The 2018 Tax Cuts and Jobs Act (TCJA), effective January 1, makes significant changes to the rules that govern deductions for meals and entertainment expenses. If you have been making such deductions in the past, it’s time to pay attention to these new reforms and understand how they may impact the way you do business.
The 2018 Tax Cuts and Jobs Act (TCJA), effective January 1, makes significant changes to the rules that govern deductions for meals and entertainment expenses. If you have been making such deductions in the past, it’s time to pay attention to these new reforms and understand how they may impact the way you do business. +
Deductions Allowed Pre-TCJA
Entertaining clients goes hand-in-hand with building good relationships and saying “thank you for your business.” It’s been a main stay of good customer appreciation to invite clients out to sporting or cultural events. That time together outside of office provides an invaluable opportunity to interact on a human level, break bread together, and build good will.
The costs of these events were offset by the ability to write off a good portion of the expenses to the business. Pre-TCJA, you were generally able to deduct 50% of the expenses for meals and entertainment for business activities, such as entertaining these clients at golf tournaments, concerts, symphonies, etc.
Some expenses were not subject to the deduction limitations and were fully deductible at 100%, such as
- Meals catered in for employee meetings or delivered for employees working extended hours for business purposes.
- Expenses for employee social gatherings, like holiday parties and summer picnics.
- Expenses considered compensation.
- Reimbursable expenses that are passed on to clients.

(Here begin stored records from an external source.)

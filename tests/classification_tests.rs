//! Integration tests for error classification and response normalization.
//!
//! Each test drives a real response through the full pipeline of a
//! [`ResourceClient`] and checks the typed outcome.

use atomic_api::clients::ResponseKind;
use atomic_api::rest::{Payload, ResourceClient};
use atomic_api::{ApiError, ApiKey, AtomicClient, AtomicConfig, BaseUrl, ClientId, ErrorKind};
use serde_json::{json, Value};
use std::time::Duration;
use wiremock::matchers::{method, path};
use wiremock::{Mock, MockServer, ResponseTemplate};

fn client_for(server: &MockServer) -> AtomicClient {
    let config = AtomicConfig::builder()
        .api_key(ApiKey::new("test-key").unwrap())
        .client_id(ClientId::new("agency").unwrap())
        .base_url(BaseUrl::new(server.uri()).unwrap())
        .build()
        .unwrap();
    AtomicClient::new(&config).unwrap()
}

async fn fetch_value(client: &ResourceClient, route: &str) -> Result<Value, ApiError> {
    client.fetch(client.get(route)).await
}

// ============================================================================
// Status Classification
// ============================================================================

#[tokio::test]
async fn test_404_with_empty_body_is_not_found_with_fallback_message() {
    let server = MockServer::start().await;
    Mock::given(method("GET"))
        .and(path("/get-site/999"))
        .respond_with(ResponseTemplate::new(404))
        .mount(&server)
        .await;

    let client = client_for(&server);
    let error = client.sites().get(999_u64, false).await.unwrap_err();

    assert_eq!(error.kind(), ErrorKind::NotFound);
    assert_eq!(error.status_code(), Some(404));
    assert_eq!(error.response().unwrap().message, "HTTP 404 Not Found");
}

#[tokio::test]
async fn test_401_uses_error_field_as_message() {
    let server = MockServer::start().await;
    Mock::given(method("GET"))
        .respond_with(ResponseTemplate::new(401).set_body_json(json!({"error": "invalid api key"})))
        .mount(&server)
        .await;

    let client = client_for(&server);
    let error = fetch_value(client.resource_client(), "/get-sites/agency")
        .await
        .unwrap_err();

    assert_eq!(error.kind(), ErrorKind::AuthenticationOrAuthorization);
    assert_eq!(error.response().unwrap().message, "invalid api key");
    assert!(error.to_string().contains("invalid api key"));
}

#[tokio::test]
async fn test_403_is_authentication_failure() {
    let server = MockServer::start().await;
    Mock::given(method("GET"))
        .respond_with(ResponseTemplate::new(403).set_body_json(json!({"message": "forbidden"})))
        .mount(&server)
        .await;

    let client = client_for(&server);
    let error = fetch_value(client.resource_client(), "/x").await.unwrap_err();
    assert_eq!(error.kind(), ErrorKind::AuthenticationOrAuthorization);
}

#[tokio::test]
async fn test_400_and_422_are_invalid_requests() {
    let server = MockServer::start().await;
    Mock::given(method("GET"))
        .and(path("/bad"))
        .respond_with(ResponseTemplate::new(400).set_body_json(json!({
            "errors": [{"message": "domain_name is malformed"}]
        })))
        .mount(&server)
        .await;
    Mock::given(method("GET"))
        .and(path("/unprocessable"))
        .respond_with(ResponseTemplate::new(422).set_body_string("nope"))
        .mount(&server)
        .await;

    let client = client_for(&server);
    let resource = client.resource_client();

    let error = fetch_value(resource, "/bad").await.unwrap_err();
    assert_eq!(error.kind(), ErrorKind::InvalidRequest);
    assert_eq!(error.response().unwrap().message, "domain_name is malformed");

    let error = fetch_value(resource, "/unprocessable").await.unwrap_err();
    assert_eq!(error.kind(), ErrorKind::InvalidRequest);
    assert_eq!(error.response().unwrap().body, "nope");
}

#[tokio::test]
async fn test_429_carries_retry_after() {
    let server = MockServer::start().await;
    Mock::given(method("GET"))
        .respond_with(
            ResponseTemplate::new(429)
                .insert_header("Retry-After", "7")
                .set_body_json(json!({"message": "slow down"})),
        )
        .expect(1)
        .mount(&server)
        .await;

    let client = client_for(&server);
    let error = fetch_value(client.resource_client(), "/get-sites/agency")
        .await
        .unwrap_err();

    assert_eq!(error.kind(), ErrorKind::RateLimited);
    match error {
        ApiError::RateLimited { retry_after, .. } => {
            assert_eq!(retry_after, Some(Duration::from_secs(7)));
        }
        other => panic!("expected RateLimited, got {other:?}"),
    }
}

#[tokio::test]
async fn test_500_with_html_body_keeps_raw_body_and_request_id() {
    let server = MockServer::start().await;
    Mock::given(method("GET"))
        .respond_with(
            ResponseTemplate::new(500)
                .insert_header("X-Request-Id", "req-abc")
                .set_body_string("<html><body>Internal error</body></html>"),
        )
        .mount(&server)
        .await;

    let client = client_for(&server);
    let error = fetch_value(client.resource_client(), "/get-site/1")
        .await
        .unwrap_err();

    assert_eq!(error.kind(), ErrorKind::ServerError);
    assert_eq!(error.request_id(), Some("req-abc"));
    let details = error.response().unwrap();
    assert_eq!(details.message, "HTTP 500 Internal Server Error");
    assert_eq!(details.body, "<html><body>Internal error</body></html>");
}

#[tokio::test]
async fn test_unlisted_status_reads_body_signal() {
    let server = MockServer::start().await;
    Mock::given(method("GET"))
        .and(path("/conflict"))
        .respond_with(ResponseTemplate::new(409).set_body_json(json!({
            "code": "site_not_found",
            "message": "No such site"
        })))
        .mount(&server)
        .await;
    Mock::given(method("GET"))
        .and(path("/teapot"))
        .respond_with(
            ResponseTemplate::new(418).set_body_json(json!({"message": "short and stout"})),
        )
        .mount(&server)
        .await;

    let client = client_for(&server);
    let resource = client.resource_client();

    let error = fetch_value(resource, "/conflict").await.unwrap_err();
    assert_eq!(error.kind(), ErrorKind::NotFound);
    assert_eq!(error.status_code(), Some(409));

    let error = fetch_value(resource, "/teapot").await.unwrap_err();
    assert_eq!(error.kind(), ErrorKind::GenericApiError);
    assert_eq!(error.response().unwrap().message, "short and stout");
}

#[tokio::test]
async fn test_success_status_proceeds_even_with_error_looking_body() {
    let server = MockServer::start().await;
    Mock::given(method("GET"))
        .respond_with(ResponseTemplate::new(200).set_body_json(json!({
            "code": "not_found",
            "message": "looks bad but is 200"
        })))
        .mount(&server)
        .await;

    let client = client_for(&server);
    let value = fetch_value(client.resource_client(), "/x").await.unwrap();
    assert_eq!(value["code"], "not_found");
}

// ============================================================================
// Normalization
// ============================================================================

#[tokio::test]
async fn test_envelope_is_unwrapped_for_single_values() {
    let server = MockServer::start().await;
    Mock::given(method("GET"))
        .respond_with(ResponseTemplate::new(200).set_body_json(json!({
            "message": "OK",
            "data": {"atomic_site_id": 7, "domain_name": "example.com"}
        })))
        .mount(&server)
        .await;

    let client = client_for(&server);
    let value = fetch_value(client.resource_client(), "/get-site/7")
        .await
        .unwrap();
    assert_eq!(value, json!({"atomic_site_id": 7, "domain_name": "example.com"}));
}

#[tokio::test]
async fn test_object_with_extra_keys_is_not_an_envelope() {
    let server = MockServer::start().await;
    Mock::given(method("GET"))
        .respond_with(ResponseTemplate::new(200).set_body_json(json!({
            "data": [1, 2],
            "scroll_id": "next"
        })))
        .mount(&server)
        .await;

    let client = client_for(&server);
    let value = fetch_value(client.resource_client(), "/site-logs/x")
        .await
        .unwrap();
    assert_eq!(value["scroll_id"], "next");
    assert_eq!(value["data"], json!([1, 2]));
}

#[tokio::test]
async fn test_collections_keep_server_order_and_null_is_empty() {
    let server = MockServer::start().await;
    Mock::given(method("GET"))
        .and(path("/ordered"))
        .respond_with(ResponseTemplate::new(200).set_body_json(json!({"data": ["c", "a", "b"]})))
        .mount(&server)
        .await;
    Mock::given(method("GET"))
        .and(path("/nothing"))
        .respond_with(ResponseTemplate::new(200).set_body_json(json!({"data": null})))
        .mount(&server)
        .await;

    let client = client_for(&server);
    let resource = client.resource_client();

    let items: Vec<String> = resource.fetch_all(resource.get("/ordered")).await.unwrap();
    assert_eq!(items, vec!["c", "a", "b"]);

    let items: Vec<String> = resource.fetch_all(resource.get("/nothing")).await.unwrap();
    assert!(items.is_empty());
}

#[tokio::test]
async fn test_collection_expected_but_object_returned_is_schema_error() {
    let server = MockServer::start().await;
    Mock::given(method("GET"))
        .respond_with(ResponseTemplate::new(200).set_body_json(json!({"site": 1})))
        .mount(&server)
        .await;

    let client = client_for(&server);
    let resource = client.resource_client();
    let error = resource
        .fetch_all::<Value>(resource.get("/get-sites/agency"))
        .await
        .unwrap_err();
    assert_eq!(error.kind(), ErrorKind::SchemaValidation);
}

#[tokio::test]
async fn test_record_missing_required_field_names_type_and_field() {
    let server = MockServer::start().await;
    Mock::given(method("GET"))
        .and(path("/get-site/7"))
        .respond_with(ResponseTemplate::new(200).set_body_json(json!({"atomic_site_id": 7})))
        .mount(&server)
        .await;

    let client = client_for(&server);
    let error = client.sites().get(7_u64, false).await.unwrap_err();

    assert_eq!(error.kind(), ErrorKind::SchemaValidation);
    match error {
        ApiError::SchemaValidation { type_name, message } => {
            assert_eq!(type_name, "Site");
            assert!(message.contains("domain_name"));
        }
        other => panic!("expected SchemaValidation, got {other:?}"),
    }
}

#[tokio::test]
async fn test_empty_success_body_is_null_value() {
    let server = MockServer::start().await;
    Mock::given(method("POST"))
        .respond_with(ResponseTemplate::new(200))
        .mount(&server)
        .await;

    let client = client_for(&server);
    let resource = client.resource_client();
    let value: Value = resource.fetch(resource.post("/edge-cache/7/purge")).await.unwrap();
    assert_eq!(value, Value::Null);
}

#[tokio::test]
async fn test_call_dispatches_on_declared_kind() {
    let server = MockServer::start().await;
    Mock::given(method("GET"))
        .respond_with(ResponseTemplate::new(200).set_body_json(json!([{"id": 1}, {"id": 2}])))
        .mount(&server)
        .await;

    let client = client_for(&server);
    let resource = client.resource_client();
    let request = resource
        .get("/get-sites/agency")
        .expect(ResponseKind::Collection)
        .build()
        .unwrap();

    match resource.call::<Value>(&request).await.unwrap() {
        Payload::Records(records) => {
            assert_eq!(records, vec![json!({"id": 1}), json!({"id": 2})]);
        }
        other => panic!("expected records, got {other:?}"),
    }
}
//! HTTP response types for the Atomic API SDK.
//!
//! This module provides the [`HttpResponse`] type: the raw outcome of one
//! network exchange, before classification or normalization.

use std::collections::HashMap;
use std::time::Duration;

use serde_json::Value;

/// A raw HTTP response from the Atomic API.
///
/// Holds the status code, headers, the raw body bytes and a best-effort JSON
/// view of the body. `json` is `None` when the body is empty or not JSON
/// (for example an HTML error page or a backup archive).
#[derive(Clone, Debug)]
pub struct HttpResponse {
    /// The HTTP status code.
    pub code: u16,
    /// Response headers, keyed by lowercase name (headers may repeat).
    pub headers: HashMap<String, Vec<String>>,
    /// The raw response body.
    pub body: Vec<u8>,
    /// The body parsed as JSON, when it parses.
    pub json: Option<Value>,
}

impl HttpResponse {
    /// Creates a new `HttpResponse`, parsing the body as JSON when possible.
    ///
    /// # Example
    ///
    /// ```rust
    /// use atomic_api::HttpResponse;
    /// use std::collections::HashMap;
    ///
    /// let response = HttpResponse::new(200, HashMap::new(), br#"{"job_id":"abc"}"#.to_vec());
    /// assert!(response.is_ok());
    /// assert_eq!(response.json.unwrap()["job_id"], "abc");
    ///
    /// let html = HttpResponse::new(500, HashMap::new(), b"<html>oops</html>".to_vec());
    /// assert!(html.json.is_none());
    /// ```
    #[must_use]
    pub fn new(code: u16, headers: HashMap<String, Vec<String>>, body: Vec<u8>) -> Self {
        let json = if body.iter().all(u8::is_ascii_whitespace) {
            None
        } else {
            serde_json::from_slice(&body).ok()
        };

        Self {
            code,
            headers,
            body,
            json,
        }
    }

    /// Returns `true` if the response status code is in the 2xx range.
    #[must_use]
    pub const fn is_ok(&self) -> bool {
        self.code >= 200 && self.code <= 299
    }

    /// Returns the first value of a header, matched case-insensitively.
    #[must_use]
    pub fn header(&self, name: &str) -> Option<&str> {
        self.headers
            .get(&name.to_ascii_lowercase())
            .and_then(|values| values.first())
            .map(String::as_str)
    }

    /// Returns the `X-Request-Id` header value, if present.
    ///
    /// This ID is useful for debugging and should be included in error reports.
    #[must_use]
    pub fn request_id(&self) -> Option<&str> {
        self.header("x-request-id")
    }

    /// Returns the delay requested by the `Retry-After` header, if present
    /// and expressed in seconds.
    #[must_use]
    pub fn retry_after(&self) -> Option<Duration> {
        self.header("retry-after")
            .and_then(|value| value.trim().parse::<f64>().ok())
            .filter(|secs| secs.is_finite() && *secs >= 0.0)
            .map(Duration::from_secs_f64)
    }

    /// Returns the body decoded as UTF-8 text, replacing invalid sequences.
    #[must_use]
    pub fn text(&self) -> String {
        String::from_utf8_lossy(&self.body).into_owned()
    }
}
//! Resource infrastructure for the Atomic API.
//!
//! This module is the upper half of the request pipeline and the home of the
//! endpoint-specific clients:
//!
//! - **[`ResourceClient`]**: The base every resource client composes; the only
//!   route from a resource method to the network
//! - **[`bind`]**: Converts normalized values into typed records
//! - **[`Job`]**: A handle on a server-side asynchronous operation with
//!   [`Job::status`] and [`Job::wait`]
//! - **Path building**: [`build_path`] and [`SiteRef`] for site-scoped routes
//! - **[`resources`]**: The endpoint catalogs (sites, backups, SSH, ...)
//!
//! # Example: Waiting for a job
//!
//! ```rust,ignore
//! use std::time::Duration;
//! use atomic_api::rest::resources::NewSite;
//!
//! let mut job = client.sites().create(&NewSite::new("admin", "admin@example.com")
//!     .domain_name("example.com")).await?;
//! println!("Job {} started", job.id());
//!
//! match job.wait(Duration::from_secs(5), Duration::from_secs(900)).await {
//!     Ok(status) => println!("Finished: {}", status.state),
//!     Err(e) if e.kind() == atomic_api::ErrorKind::Timeout => println!("Still running"),
//!     Err(e) => return Err(e.into()),
//! }
//! ```

mod bind;
mod job;
mod path;
mod resource;

pub mod resources;

pub use bind::{bind, bind_all, de};
pub use job::{Job, JobState, JobStatus};
pub use path::{build_path, SiteRef};
pub use resource::{Payload, ResourceClient};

- Entertainment that clients purchase.
Post-TCJA Impact on Deductions
Here are two deductions affected that you need to know about. The costs of entertaining clients at golf tournaments, concerts, symphonies, etc., are no longer deductible. Also, the deduction of expenses for those employee meals catered in for meetings or delivered for employees working extended hours for business purposes have two changes:
- Expenses incurred after December 31, 2017, are subject to a 50% limitation.
- After December 31, 2025, there will be no deduction allowed for these expenses.
Those other items listed above (employee social gatherings, expenses considered compensation, reimbursable expenses passed on to clients, and entertainment clients purchase) remain unchanged.
Modify Your Expense Tracking
How will you handle all these changes? Don’t wait. Under the TCJA, these changes to deductions and deduction limitations became effective on January 1, 2018.
One way to get control of your business expenses immediately is to make changes to employee expense reimbursement and accounting processes by aligning them with the new tax rules. This way, from the start of the year, you will properly identify expenses as deductible and non-deductible according to the new tax rules. If you put this off, you will take on a large burden backtracking to correct errors as you adapt to other adaptations you may need to make to comply with the TCJA.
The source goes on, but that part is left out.